Gaadi () is a 2019 Sri Lankan Sinhala historical road film directed by Prasanna Vithanage. It is co-produced as a Sri Lankan-Indian joint production by H.D. Premasiri, Sandya Salgado for Film Island, Prasanna Vithanage Productions and Alan McAlex and Ajay Rai for Mumbai-based Jar Pictures, an Indian motion picture production company. It stars Sajitha Anthony with debut actress Dinara Punchihewa in lead roles along with Shyam Fernando and Ravindra Randeniya. Music composed by K.

It is a period drama set in 1814, during the last days of the Kandyan Kingdom. The story revolves around the journey of Tikiri who was stripped from nobility and forcibly married to an outcast by the monarchy.

Gaadi premiered on 8 October 2019 at the 24th Busan International Film Festival amidst stellar reviews. The film has been selected one of the 100 Asian films that audiences should watch by International Film Festival 2019.

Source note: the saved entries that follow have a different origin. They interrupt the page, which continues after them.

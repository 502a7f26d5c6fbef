//! Well-Known Text decoding.
//!
//! Text first goes through the strict `wkt` parser. When that rejects it, a
//! lenient reader walks the parenthesized structure and keeps going past
//! damaged ordinates, which come out as `NaN` in place.

use ::wkt::TryFromWkt;

use crate::models::{from_geo_geometry, Geometry};

/// Shapes the codec recognizes
#[derive(Debug, Clone, Copy, PartialEq, Eq)]
enum WktShape {
    Point,
    LineString,
    Polygon,
    MultiPolygon,
}

impl WktShape {
    fn from_keyword(keyword: &str) -> Option<Self> {
        match keyword.to_ascii_uppercase().as_str() {
            "POINT" => Some(WktShape::Point),
            "LINESTRING" => Some(WktShape::LineString),
            "POLYGON" => Some(WktShape::Polygon),
            "MULTIPOLYGON" => Some(WktShape::MultiPolygon),
            _ => None,
        }
    }
}

/// Parse WKT into a canonical geometry.
///
/// Returns `None` for unknown shapes, empty input, and shapes without any
/// coordinates. MULTIPOLYGON keeps every part and ring.
pub fn parse_wkt(text: &str) -> Option<Geometry> {
    let text = text.trim();
    let keyword_end = text.find(|c: char| !c.is_ascii_alphabetic()).unwrap_or(text.len());
    let shape = WktShape::from_keyword(&text[..keyword_end])?;

    let geometry = match parse_strict(text) {
        Some(geometry) => geometry,
        None => {
            tracing::debug!(shape = ?shape, "strict WKT parse failed, reading leniently");
            parse_lenient(shape, &text[keyword_end..])?
        }
    };

    if geometry.positions().is_empty() {
        return None;
    }
    Some(geometry)
}

fn parse_strict(text: &str) -> Option<Geometry> {
    let parsed = geo::Geometry::<f64>::try_from_wkt_str(text).ok()?;
    from_geo_geometry(&parsed)
}

/// Parenthesized WKT body: a coordinate pair's raw text, or a nested list
#[derive(Debug, PartialEq)]
enum Node {
    Pair(String),
    List(Vec<Node>),
}

fn flush_pair(buffer: &mut String, list: &mut Vec<Node>) {
    let pair = buffer.trim();
    if !pair.is_empty() {
        list.push(Node::Pair(pair.to_string()));
    }
    buffer.clear();
}

/// Build the nesting tree of the first balanced group in `body`.
fn parse_nesting(body: &str) -> Option<Node> {
    let mut stack: Vec<Vec<Node>> = Vec::new();
    let mut buffer = String::new();

    for ch in body.chars() {
        match ch {
            '(' => stack.push(Vec::new()),
            ')' => {
                let mut list = stack.pop()?;
                flush_pair(&mut buffer, &mut list);
                let node = Node::List(list);
                match stack.last_mut() {
                    Some(parent) => parent.push(node),
                    None => return Some(node),
                }
            }
            ',' => {
                let list = stack.last_mut()?;
                flush_pair(&mut buffer, list);
            }
            _ if !stack.is_empty() => buffer.push(ch),
            _ => {}
        }
    }

    None
}

/// First two whitespace-separated tokens; anything non-numeric becomes NaN.
fn lenient_pair(text: &str) -> [f64; 2] {
    let mut tokens = text.split_whitespace().map(|t| t.parse::<f64>().unwrap_or(f64::NAN));
    let x = tokens.next().unwrap_or(f64::NAN);
    let y = tokens.next().unwrap_or(f64::NAN);
    [x, y]
}

fn pairs(node: &Node) -> Option<Vec<[f64; 2]>> {
    match node {
        Node::List(items) => items
            .iter()
            .map(|item| match item {
                Node::Pair(text) => Some(lenient_pair(text)),
                Node::List(_) => None,
            })
            .collect(),
        Node::Pair(_) => None,
    }
}

fn rings(node: &Node) -> Option<Vec<Vec<[f64; 2]>>> {
    match node {
        Node::List(items) => items.iter().map(pairs).collect(),
        Node::Pair(_) => None,
    }
}

fn polygons(node: &Node) -> Option<Vec<Vec<Vec<[f64; 2]>>>> {
    match node {
        Node::List(items) => items.iter().map(rings).collect(),
        Node::Pair(_) => None,
    }
}

fn parse_lenient(shape: WktShape, body: &str) -> Option<Geometry> {
    let root = parse_nesting(body)?;

    let geometry = match shape {
        WktShape::Point => {
            let coordinates = pairs(&root)?.into_iter().next()?;
            Geometry::Point { coordinates }
        }
        WktShape::LineString => Geometry::LineString { coordinates: pairs(&root)? },
        WktShape::Polygon => Geometry::Polygon { coordinates: rings(&root)? },
        WktShape::MultiPolygon => Geometry::MultiPolygon { coordinates: polygons(&root)? },
    };
    Some(geometry)
}
//! GeoPrompt Intent - From free text to an executable query
//!
//! This crate turns a user's request into a [`Directive`]: center the map on
//! a place, explain what can be asked, or execute a [`QueryIntent`] built by
//! the reasoning service, the canned query catalog, or a deterministic SQL
//! template.
//!
//! [`QueryIntent`]: geoprompt_core::models::QueryIntent

pub mod catalog;
pub mod patterns;
pub mod prompt;
pub mod recovery;
pub mod resolver;
pub mod sql;

pub use catalog::{describe_catalog, list_canned, match_keyword, CannedQuery};
pub use recovery::RecoveryError;
pub use resolver::{default_intent, Directive, IntentResolver, IntentSource, ResolverSettings};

In January 2020, the film won a Special Jury Award at 18th International Dhaka Film Festival.

Plot
Stripped of her Radala cast and forcibly married to an outcast by the monarch, a woman fights to keep her dignity by rejecting to succumb to her destiny.

Cast
 Sajitha Anthony as Vijaya 
 Dinara Punchihewa as Tikiri
 Ravindra Randeniya as Ehelepola Adigar
 Shyam Fernando as Bulathgama Disawe
 Iranganie Serasinghe as Bulathgama Disawe's mother
 Damayanthi Fonseka as Bulathgama Disawe's sister
 Mohamed Adamaly as John Doyle
 Ananda Kumara Unnehe as Ukkuwa
 Nethalie Nanayakkara as Ukkuwa's mother
 Kalana Gunasekara as Village youth
 Thusitha Laknath
 Jayabalan
 Mervyn Croon
 Dishni Rajapaksa
 Denuwan Sri Bandara as Soldier

International Screenings
 24th Busan International Film Festival in South Korea on 8 October 2019.
 3rd I South Asian Film Festival - San Francisco on 9 November 2019.
 21st Kerala International Film Festival on 9 December 2019.
 18th Pune International Film Festival on 10 January 2020.
 18th Dhaka International Film Festival on 19 January 2020.
 49th International Film Festival Rotterdam on 26 January 2020.
 3rd Independent Film Festival of Chennai on 9 February 2020.
 Vesoul International Film Festival on 13 February 2020.
 Bengaluru International Film Festival on 28 February 2020.

Awards
18th Dhaka International Film Festival (Best Film - Special Jury Mention)
3rd Independent Film Festival of Chennai (Emerald Dove Award)
 14th Asia Pacific Screen Awards: Cultural Diversity Award (UNESCO)

References

External links
 

2010s Sinhala-language films
Films set in the Kandyan period
Films directed by Prasanna Vithanage
Films produced by Prasanna Vithanage
Films with screenplays by Prasanna Vithanage
Films scored by K (composer)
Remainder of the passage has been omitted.